Japan has a problem in that it creates a large amount of waste. Depending on how you measure waste, it often comes as second globally, only behind the United States. For such a small country, this presents a massive problem. With Earth Day around the corner, let’s take a look at how Japan deals with it’s waste problem.
Japan has a love affair with single-use plastics. This is partly due to the cramped living conditions that so many families find themselves in. Many (especially in the cities) live in one-room apartments. These have one room as the main living space for sleeping, eating, and any other day-to-day activities with a small separate bathroom and a tiny kitchen space either in a separate room or even as part of the main living space.
Doing a large amount of cooking in this sort of kitchen is impractical at best and almost impossible at worst. Also, with the plethora of convenience stores offering a range of food and cheap meals available at restaurants, many simply don’t bother cooking at all.
Constantly eating convenience store food and not having space to keep reusable items amounts to a lot of plastic waste produced by each household.

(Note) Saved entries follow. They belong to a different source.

//! CLI smoke entry point.
//!
//! # Responsibility
//! - Exercise the sync core end-to-end against the in-memory stores.
//! - Keep output deterministic for quick local sanity checks.

use tagsync_core::{
    InMemoryLocalStore, InMemoryRemoteStore, ProjectContext, ProjectRef, TagSyncService,
    TimelineItem,
};

fn main() {
    println!("tagsync_core version={}", tagsync_core::core_version());

    let mut local = InMemoryLocalStore::new();
    let mut remote = InMemoryRemoteStore::new();

    let item = TimelineItem::clip("AB_010");
    local.seed_item_tag(item.id, "approved");
    local.seed_vocabulary_tag("wip");
    let review_id = remote.seed_project_tag(1, "review");
    remote.seed_shot(1, "AB", "010", &[(review_id, "review")]);

    let ctx = ProjectContext::new(ProjectRef::new(1, "demo"), local, remote);
    let mut service = TagSyncService::new(ctx, vec![item]);

    match service.sync_project_tags() {
        Ok(report) => println!(
            "vocabulary sync: created_remote={:?} created_local={:?}",
            report.created_remote, report.created_local
        ),
        Err(err) => {
            eprintln!("vocabulary sync failed: {err}");
            std::process::exit(1);
        }
    }

    match service.push_tags_add() {
        Ok(report) => println!(
            "push (add): synced={:?} skipped={}",
            report.synced,
            report.skipped.len()
        ),
        Err(err) => {
            eprintln!("push failed: {err}");
            std::process::exit(1);
        }
    }
}
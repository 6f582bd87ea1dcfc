//! Local timeline item model.
//!
//! # Responsibility
//! - Model the editorial tool's selectable timeline objects.
//! - Distinguish taggable clips from non-taggable overlay kinds.
//!
//! # Invariants
//! - An item's `name` is the only input to shot resolution.
//! - Only `ItemKind::Clip` items are eligible for per-item tag sync.

use serde::{Deserialize, Serialize};
use uuid::Uuid;

/// Stable identifier for a timeline item within the local store.
pub type ItemId = Uuid;

/// Kind of object a timeline selection can contain.
///
/// Hosts without transition/effect support simply never produce those
/// variants; the selection filter tolerates their absence for free.
#[derive(Debug, Clone, Copy, PartialEq, Eq, Serialize, Deserialize)]
#[serde(rename_all = "snake_case")]
pub enum ItemKind {
    /// Regular editorial clip; taggable.
    Clip,
    /// Transition marker; never taggable.
    Transition,
    /// Effect overlay; never taggable.
    Effect,
}

/// One entry of a timeline selection.
#[derive(Debug, Clone, PartialEq, Eq, Serialize, Deserialize)]
pub struct TimelineItem {
    /// Stable local id used to address the item's tag assignment.
    pub id: ItemId,
    /// Display name, expected to follow `<sequence>_<shot>`.
    pub name: String,
    /// Selection object kind.
    pub kind: ItemKind,
}

impl TimelineItem {
    /// Creates a clip item with a generated id.
    pub fn clip(name: impl Into<String>) -> Self {
        Self {
            id: Uuid::new_v4(),
            name: name.into(),
            kind: ItemKind::Clip,
        }
    }

    /// Returns whether this item can carry tags at all.
    pub fn is_taggable(&self) -> bool {
        self.kind == ItemKind::Clip
    }
}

Japan has a very small landmass area, and much of it is taken up with mountains, farmland, and sprawling cities. There isn’t a lot of space for landfill sites, the preferred method for waste disposal in many other countries. Along with Japan having such a brilliant technological legacy, we might expect an innovative national recycling program. Sadly this has so far, not been the case.
Japan has a different solution - incineration. When separating waste a large amount of rubbish from households and institutions gets put into what is known as ‘burnable waste’. Incineration is a great solution for the space problem, as trash is simply burned instead of taking up room in landfill, but it causes different problems. Around 78% of waste in 2019 was incinerated.
Incineration produces a large amount of pollutants. In the infancy of the incineration technology, pollutants were sometimes even visible and carcinogenic. Ultra-high temperature furnaces and filter systems have now been developed to deal with the dioxins that could potential damage human health, but carbon dioxide and other greenhouse gases are still released in this process.
Japan’s attitude to waste is steadily changing. The government has laid out plans to reduce the plastic consumed, but the plans fall very short of a plastic revolution.
Other ways Japan is managing to improve their waste problem is using the ancient philosophy of mottainai - the idea that nothing should be wasted. This come from both Buddhism and Shintoism, rooted in ideas of frugality and the idea that all objects have innate value. Recycling schemes are now using the idea of mottainai to bring people around the idea of a more sustainable future for Japan, and it is starting to work.
Supermarkets have installed machines to shred PET bottles so the resin can be used again to make new packaging, or even clothes.
Some towns are even managing to recycle almost all their waste. Some incinerators were closed down due to emissions targets, and with little options left the towns have turned to recycling in a big way. One such town is Kamikatsu, residents work together to separate their trash into 45 different categories!